[[ DATA EXTRACTS open ]]

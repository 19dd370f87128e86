//! Memory persistence seam and the in-memory backend.

use std::collections::HashMap;

use async_trait::async_trait;
use tokio::sync::RwLock;
use uuid::Uuid;

use crate::error::StoreResult;
use crate::models::{MemoryRecord, Permission};

/// Selection criteria for [`MemoryRepository::find`]. `None` matches anything.
#[derive(Debug, Clone, Copy, Default, PartialEq, Eq)]
pub struct RecordQuery {
    pub owner_id: Option<Uuid>,
    pub permission: Option<Permission>,
}

impl RecordQuery {
    #[must_use]
    pub const fn owned_by(owner_id: Uuid) -> Self {
        Self { owner_id: Some(owner_id), permission: None }
    }

    #[must_use]
    pub const fn with_permission(mut self, permission: Option<Permission>) -> Self {
        self.permission = permission;
        self
    }

    #[must_use]
    pub fn matches(&self, record: &MemoryRecord) -> bool {
        self.owner_id.is_none_or(|owner| record.owner_id == owner)
            && self.permission.is_none_or(|permission| record.permission == permission)
    }
}

/// Storage for encrypted memory records.
#[async_trait]
pub trait MemoryRepository: Send + Sync {
    async fn insert(&self, record: MemoryRecord) -> StoreResult<()>;

    async fn get(&self, id: Uuid) -> StoreResult<Option<MemoryRecord>>;

    /// Replace a record wholesale. `false` if it no longer exists.
    async fn update(&self, record: MemoryRecord) -> StoreResult<bool>;

    async fn delete(&self, id: Uuid) -> StoreResult<bool>;

    /// Matching records, newest first.
    async fn find(&self, query: RecordQuery) -> StoreResult<Vec<MemoryRecord>>;
}

/// In-memory memory store.
#[derive(Default)]
pub struct InMemoryMemoryStore {
    records: RwLock<HashMap<Uuid, MemoryRecord>>,
}

impl InMemoryMemoryStore {
    #[must_use]
    pub fn new() -> Self {
        Self::default()
    }
}

impl std::fmt::Debug for InMemoryMemoryStore {
    fn fmt(&self, f: &mut std::fmt::Formatter<'_>) -> std::fmt::Result {
        f.debug_struct("InMemoryMemoryStore").finish_non_exhaustive()
    }
}

#[async_trait]
impl MemoryRepository for InMemoryMemoryStore {
    async fn insert(&self, record: MemoryRecord) -> StoreResult<()> {
        self.records.write().await.insert(record.id, record);
        Ok(())
    }

    async fn get(&self, id: Uuid) -> StoreResult<Option<MemoryRecord>> {
        Ok(self.records.read().await.get(&id).cloned())
    }

    async fn update(&self, record: MemoryRecord) -> StoreResult<bool> {
        let mut records = self.records.write().await;
        match records.get_mut(&record.id) {
            Some(existing) => {
                *existing = record;
                Ok(true)
            }
            None => Ok(false),
        }
    }

    async fn delete(&self, id: Uuid) -> StoreResult<bool> {
        Ok(self.records.write().await.remove(&id).is_some())
    }

    async fn find(&self, query: RecordQuery) -> StoreResult<Vec<MemoryRecord>> {
        let mut found: Vec<MemoryRecord> =
            self.records.read().await.values().filter(|r| query.matches(r)).cloned().collect();
        found.sort_by(|a, b| b.created_at.cmp(&a.created_at));
        Ok(found)
    }
}
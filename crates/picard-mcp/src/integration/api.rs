//! Bearer-authenticated calls to the memory tools.

use std::sync::Arc;

use reqwest::StatusCode;
use serde_json::{Value, json};
use uuid::Uuid;

use super::ErrorBody;
use super::flow::OAuthClientFlow;
use crate::error::IntegrationError;
use crate::models::{Permission, Persona};

/// Memory API client acting for one local account at a time.
///
/// A `401` triggers one refresh and one retry; anything else is returned as
/// [`IntegrationError::Api`].
#[derive(Clone)]
pub struct MemoryApiClient {
    flow: Arc<OAuthClientFlow>,
}

impl MemoryApiClient {
    #[must_use]
    pub fn new(flow: Arc<OAuthClientFlow>) -> Self {
        Self { flow }
    }

    /// Call a tool by name with JSON arguments.
    pub async fn call_tool(
        &self,
        account: &str,
        name: &str,
        arguments: Value,
    ) -> Result<Value, IntegrationError> {
        let url = self.flow.config().endpoint(&format!("/tools/{name}"));
        self.send(account, |http, token| http.post(&url).bearer_auth(token).json(&arguments)).await
    }

    pub async fn submit_memory(
        &self,
        account: &str,
        text: &str,
        permission: Permission,
    ) -> Result<Value, IntegrationError> {
        self.call_tool(account, "submit_memory", json!({"text": text, "permission": permission}))
            .await
    }

    pub async fn get_memories(&self, account: &str) -> Result<Value, IntegrationError> {
        self.call_tool(account, "get_memories", json!({})).await
    }

    pub async fn query_memory(
        &self,
        account: &str,
        query: &str,
        limit: Option<usize>,
    ) -> Result<Value, IntegrationError> {
        self.call_tool(account, "query_memory", json!({"query": query, "limit": limit})).await
    }

    pub async fn query_user(
        &self,
        account: &str,
        user_id: Uuid,
        prompt: &str,
        persona: Persona,
    ) -> Result<Value, IntegrationError> {
        self.call_tool(
            account,
            "query_user",
            json!({"user_id": user_id, "prompt": prompt, "persona": persona}),
        )
        .await
    }

    /// The authenticated user's profile (`profile:read`).
    pub async fn profile(&self, account: &str) -> Result<Value, IntegrationError> {
        let url = self.flow.config().endpoint("/users/me");
        self.send(account, |http, token| http.get(&url).bearer_auth(token)).await
    }

    async fn send<F>(&self, account: &str, build: F) -> Result<Value, IntegrationError>
    where
        F: Fn(&reqwest::Client, &str) -> reqwest::RequestBuilder + Send + Sync,
    {
        let token = self.flow.access_token(account).await?;
        let mut response = build(self.flow.http(), &token).send().await?;

        if response.status() == StatusCode::UNAUTHORIZED {
            tracing::debug!(account, "Access token rejected; refreshing once");
            let refreshed = self.flow.refresh_rejected(account, &token).await?;
            response = build(self.flow.http(), &refreshed.access_token).send().await?;
        }

        let status = response.status();
        if status.is_success() {
            return Ok(response.json().await?);
        }

        let body = ErrorBody::read(response).await;
        Err(IntegrationError::Api {
            status: status.as_u16(),
            error: body.error,
            description: body.error_description,
            retryable: body.retryable,
        })
    }
}

impl std::fmt::Debug for MemoryApiClient {
    fn fmt(&self, f: &mut std::fmt::Formatter<'_>) -> std::fmt::Result {
        f.debug_struct("MemoryApiClient").field("flow", &self.flow).finish()
    }
}
/// `DELETE /admin/clients/{client_id}`
///
/// Also removes every code and token issued to the client.
pub async fn handle_admin_delete_client(
    State(state): State<Arc<HttpState>>,
    headers: HeaderMap,
    Path(client_id): Path<String>,
) -> Response {
    if let Err(rejection) = require_admin(&state, &headers) {
        return rejection;
    }
    let Ok(client_id) = Uuid::parse_str(&client_id) else {
        return unknown_client();
    };

    match state.oauth.delete_client(client_id).await {
        Ok(true) => StatusCode::NO_CONTENT.into_response(),
        Ok(false) => unknown_client(),
        Err(e) => e.into_response(),
    }
}

fn unknown_client() -> Response {
    ToolError::not_found("Unknown client").into_response()
}

// ─── Credentials ─────────────────────────────────────────────────────────────

/// Decode `Authorization: Basic` into a name/secret pair.
pub(crate) fn basic_credentials(headers: &HeaderMap) -> Option<(String, String)> {
    let value = headers.get(header::AUTHORIZATION)?.to_str().ok()?;
    let (scheme, encoded) = value.split_once(' ')?;
    if !scheme.eq_ignore_ascii_case("basic") {
        return None;
    }
    let decoded = String::from_utf8(STANDARD.decode(encoded.trim()).ok()?).ok()?;
    let (name, secret) = decoded.split_once(':')?;
    Some((name.to_string(), secret.to_string()))
}

/// HTTP Basic takes precedence over form fields.
fn client_credentials(
    headers: &HeaderMap,
    client_id: Option<String>,
    client_secret: Option<String>,
) -> ClientCredentials {
    match basic_credentials(headers) {
        Some((id, secret)) => {
            ClientCredentials { client_id: Some(id), client_secret: Some(secret) }
        }
        None => ClientCredentials { client_id, client_secret },
    }
}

[[ DATA EXTRACTS closed ]]

◆ WHAT THE TASK REQUIRES:
In the entries above, find lines with "Uuid" and copy each.

◆ RESPONSE TO THE TASK:
use uuid::Uuid;
    pub owner_id: Option<Uuid>,
    pub const fn owned_by(owner_id: Uuid) -> Self {
    async fn get(&self, id: Uuid) -> StoreResult<Option<MemoryRecord>>;
    async fn delete(&self, id: Uuid) -> StoreResult<bool>;
    records: RwLock<HashMap<Uuid, MemoryRecord>>,
    async fn get(&self, id: Uuid) -> StoreResult<Option<MemoryRecord>> {
    async fn delete(&self, id: Uuid) -> StoreResult<bool> {
use uuid::Uuid;
        user_id: Uuid,
    let Ok(client_id) = Uuid::parse_str(&client_id) else {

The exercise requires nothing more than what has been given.